Bright lights, clean lines and glassed in display cases all gave it a minimalist look. I was taken to the top floor where the flower was displayed in clear, plexi-glass containers. These were on retractable metal strings allowing one to smell the cannabis as well as inspect the flower more closely with the built in magnifying glass. All of the staff were wearing black t-shirts with an attempt at witty sayings on the back such as “Baked Fresh Daily” or “I Run on Weed and Gangsta Rap”.

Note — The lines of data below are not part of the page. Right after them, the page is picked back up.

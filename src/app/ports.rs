//! Port traits — the hexagonal boundary between the bridge engine and the
//! outside world.
//!
//! ```text
//!   Adapter ──▶ Port trait ──▶ Bridge (domain)
//! ```
//!
//! Driven adapters (UART, MAC library, radio, pins, persistent area, AT
//! detector) implement these traits.  The [`Bridge`](super::service::Bridge)
//! consumes them via generics, so the domain core never touches hardware
//! directly.

use crate::config::NetworkInit;

// ───────────────────────────────────────────────────────────────
// Serial port (driven adapter: host link ↔ domain)
// ───────────────────────────────────────────────────────────────

/// The data side of the serial link.
///
/// `rx_count`/`read_byte` see only payload bytes; anything the AT detector
/// claimed as command traffic never shows up here.
pub trait SerialPort {
    /// Number of received bytes waiting to be read.
    fn rx_count(&self) -> usize;

    /// Pop the oldest received byte.
    fn read_byte(&mut self) -> Option<u8>;

    fn write_byte(&mut self, byte: u8);

    fn write_bytes(&mut self, bytes: &[u8]) {
        for &b in bytes {
            self.write_byte(b);
        }
    }

    /// Live baud code (index into [`BAUD_RATES`](crate::config::BAUD_RATES)).
    fn baud_code(&self) -> u8;

    /// Request a new baud code.  Unknown codes are ignored by the adapter.
    fn set_baud_code(&mut self, code: u8);
}

// ───────────────────────────────────────────────────────────────
// Network port (driven adapter: MAC library ↔ domain)
// ───────────────────────────────────────────────────────────────

/// Why the MAC layer gave up on an outbound packet.
#[derive(Debug, Clone, Copy, PartialEq, Eq)]
pub enum SendError {
    /// No acknowledgement after all retries.
    NoAck,
    /// The channel never went clear.
    ChannelBusy,
    /// The MAC layer refused the frame.
    Rejected,
}

/// Notifications the MAC layer delivers synchronously from [`NetworkPort::step`].
pub trait MacEvents {
    fn packet_received(&mut self, packet_type: u8, sender: u32, payload: &[u8], rssi: u8);
    fn receive_error(&mut self);
    fn packet_sent(&mut self);
    fn send_error(&mut self, error: SendError);
}

/// Black-box packet service: addressing, acks, hopping, and crypto live
/// on the far side of this trait.
pub trait NetworkPort {
    /// (Re)initialise the MAC with a full parameter snapshot.
    fn initialize(&mut self, init: &NetworkInit);

    /// Run one MAC state-machine step, delivering any notifications.
    fn step(&mut self, events: &mut dyn MacEvents);

    /// True when a new packet may be handed to [`send_packet`](Self::send_packet).
    fn ready_to_send(&self) -> bool;

    fn send_packet(&mut self, destination: u32, packet_type: u8, payload: &[u8], preamble: u8);
}

// ───────────────────────────────────────────────────────────────
// Radio port (driven adapter: transceiver → domain)
// ───────────────────────────────────────────────────────────────

pub trait RadioPort {
    fn set_transmit_power(&mut self, level: u8);

    /// Last RSSI reading, raw transceiver units.
    fn rssi(&mut self) -> u8;

    /// Die temperature, raw transceiver units.
    fn temperature(&mut self) -> u8;
}

// ───────────────────────────────────────────────────────────────
// I/O port (driven adapter: pins / ADC ↔ domain)
// ───────────────────────────────────────────────────────────────

/// Digital and analog channels exposed to remote I/O requests, plus the
/// mode-select strap.
pub trait IoPort {
    /// Mode strap: `true` selects I/O-peripheral mode.
    fn io_peripheral_selected(&mut self) -> bool;

    /// 10-bit ADC sample from `channel`.
    fn read_analog(&mut self, channel: u8) -> u16;

    /// Level on digital input `channel` (0–4).
    fn read_input(&mut self, channel: u8) -> bool;

    /// Current latch state of digital output `channel` (0–4).
    fn output_state(&mut self, channel: u8) -> bool;

    fn write_output(&mut self, channel: u8, high: bool);
}

// ───────────────────────────────────────────────────────────────
// AT command port (driven adapter: escape detector → domain)
// ───────────────────────────────────────────────────────────────

/// A queue of argument bytes that followed a command mnemonic.
pub trait ArgumentSource {
    fn has_pending(&self) -> bool;
    fn next_byte(&mut self) -> Option<u8>;
}

impl<const N: usize> ArgumentSource for heapless::Deque<u8, N> {
    fn has_pending(&self) -> bool {
        !self.is_empty()
    }

    fn next_byte(&mut self) -> Option<u8> {
        self.pop_front()
    }
}

/// Progress of the `+++` escape detector.
#[derive(Debug, Clone, Copy, PartialEq, Eq)]
pub enum AtState {
    /// Transparent data mode.
    Disabled,
    Plus1,
    Plus2,
    /// Three pluses seen, waiting out the guard time.
    Plus3,
    /// Command mode.
    Enabled,
}

/// The AT escape detector and its command-line buffer.
pub trait AtPort: ArgumentSource {
    fn at_state(&self) -> AtState;

    /// Leave command mode and resume transparent data.
    fn exit_command_mode(&mut self);

    /// Opcode of the next completed command line, if any.  Its argument
    /// bytes are available through [`ArgumentSource`] until the next poll.
    fn poll_command(&mut self) -> Option<u8>;

    /// Mnemonics in opcode order.
    fn register_commands(&mut self, mnemonics: &'static [&'static str]);
}

// ───────────────────────────────────────────────────────────────
// Persistent store (driven adapter: domain ↔ flash / NVS)
// ───────────────────────────────────────────────────────────────

/// Size of the persistent configuration area in bytes.
pub const PERSISTENT_AREA_SIZE: usize = 256;

/// A small byte-addressed non-volatile area.
pub trait PersistentStore {
    /// Reset the whole area to the erased state.
    fn erase(&mut self) -> Result<(), StorageError>;

    fn write_at(&mut self, offset: usize, bytes: &[u8]) -> Result<(), StorageError>;

    /// Byte at `offset`; out-of-range reads return the erased value.
    fn read_at(&self, offset: usize) -> u8;
}

// ───────────────────────────────────────────────────────────────
// Event sink port (driven adapter: domain → logging)
// ───────────────────────────────────────────────────────────────

/// The domain emits structured [`BridgeEvent`](super::events::BridgeEvent)s
/// through this port.
pub trait EventSink {
    fn emit(&mut self, event: &super::events::BridgeEvent);
}

// ───────────────────────────────────────────────────────────────
// Composite
// ───────────────────────────────────────────────────────────────

/// Everything the bridge loop drives, as one borrow.
pub trait BridgeHardware:
    SerialPort + NetworkPort + RadioPort + IoPort + AtPort + PersistentStore
{
}

impl<T> BridgeHardware for T where
    T: SerialPort + NetworkPort + RadioPort + IoPort + AtPort + PersistentStore
{
}

// ───────────────────────────────────────────────────────────────
// Error types
// ───────────────────────────────────────────────────────────────

/// Errors from [`PersistentStore`] operations.
#[derive(Debug, Clone, Copy, PartialEq, Eq)]
pub enum StorageError {
    /// Write would run past the end of the area.
    OutOfRange,
    /// Generic I/O error from the storage backend.
    IoError,
}

impl core::fmt::Display for StorageError {
    fn fmt(&self, f: &mut core::fmt::Formatter<'_>) -> core::fmt::Result {
        match self {
            Self::OutOfRange => write!(f, "offset out of range"),
            Self::IoError => write!(f, "I/O error"),
        }
    }
}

Admittedly I felt rushed to make my purchase and leave. This wasn’t the fault of any of the budtenders but rather me being sensitive to the massive line outside in the cold and that access was controlled by a 1 out 1 in method. I couldn’t get a real beat on Sarah’s knowledge. She did ask about the frequency of my use, and went over the THC/CBD content of some of the strains. I didn’t ask any challenging questions and therefore can’t comment on the depth of knowledge of the budtenders at The Hunny Pot.
Each of the butenders are equipped with a tablet and the ordering is done from the floor. Once completed, it is transmitted to the check-out where the orders are “picked” from the dispensary area, bagged and paid for all in the same location. The bags themselves are plastic, plain, and can only hold a small amount of product. I would have thought that with the sensitivity to plastic these days, The Hunny Pot might have elected to use the paper bag/ string handle combo. The OCS has been heavily criticized for its excess packaging, use of plastic etc. I wonder how much the use of plastic in its packaging is cost driven vs. regulatory requirements?
I actually left the Hunny Pot feeling let down. It was a long cold wait, and once inside it was a little overwhelming. Despite the fact that I had a personal budtender to guide me through the process, it would have been nice to have had the time to browse leisurely and get a better orientation of the store and it’s product offerings. Frankly, I should have expected as much on the morning of its first day operation. Although the store itself was modern, bright and clean, this is simply not enough to attract me back to bricks and mortar anytime soon.
Then there is the matter of pricing. The cost per gram of flower ranged from $9.50-$22 gram. I compared the below prices at the Hunny Pot to the OCS website. Granted there is the matter of the $5.00 delivery price from the OCS website that would be saved by buying from a brick and mortar dispensary, but that would be chewed up rapidly by buying from The Hunny Pot in great quantity. Take for example Tangerine Dream. If purchased in the max quantity permitted (30g) there would be a $25.20 difference. Once the $5.00 delivery charge was removed, it would still be $20.20 more expensive to purchase from The Hunny Pot vs. the OCS website. And, that is not even factoring any transportation costs, parking etc. I simply can’t imagine why someone would pay that difference even with the best professional guidance and advice of a budtender.
Many of the dispensary owners indicated they felt that they had won the lottery when they won the opportunity to open one of the few legal dispensaries in Ontario, but only time will tell whether these will remain viable, profitable businesses or whether they will simply go up in smoke.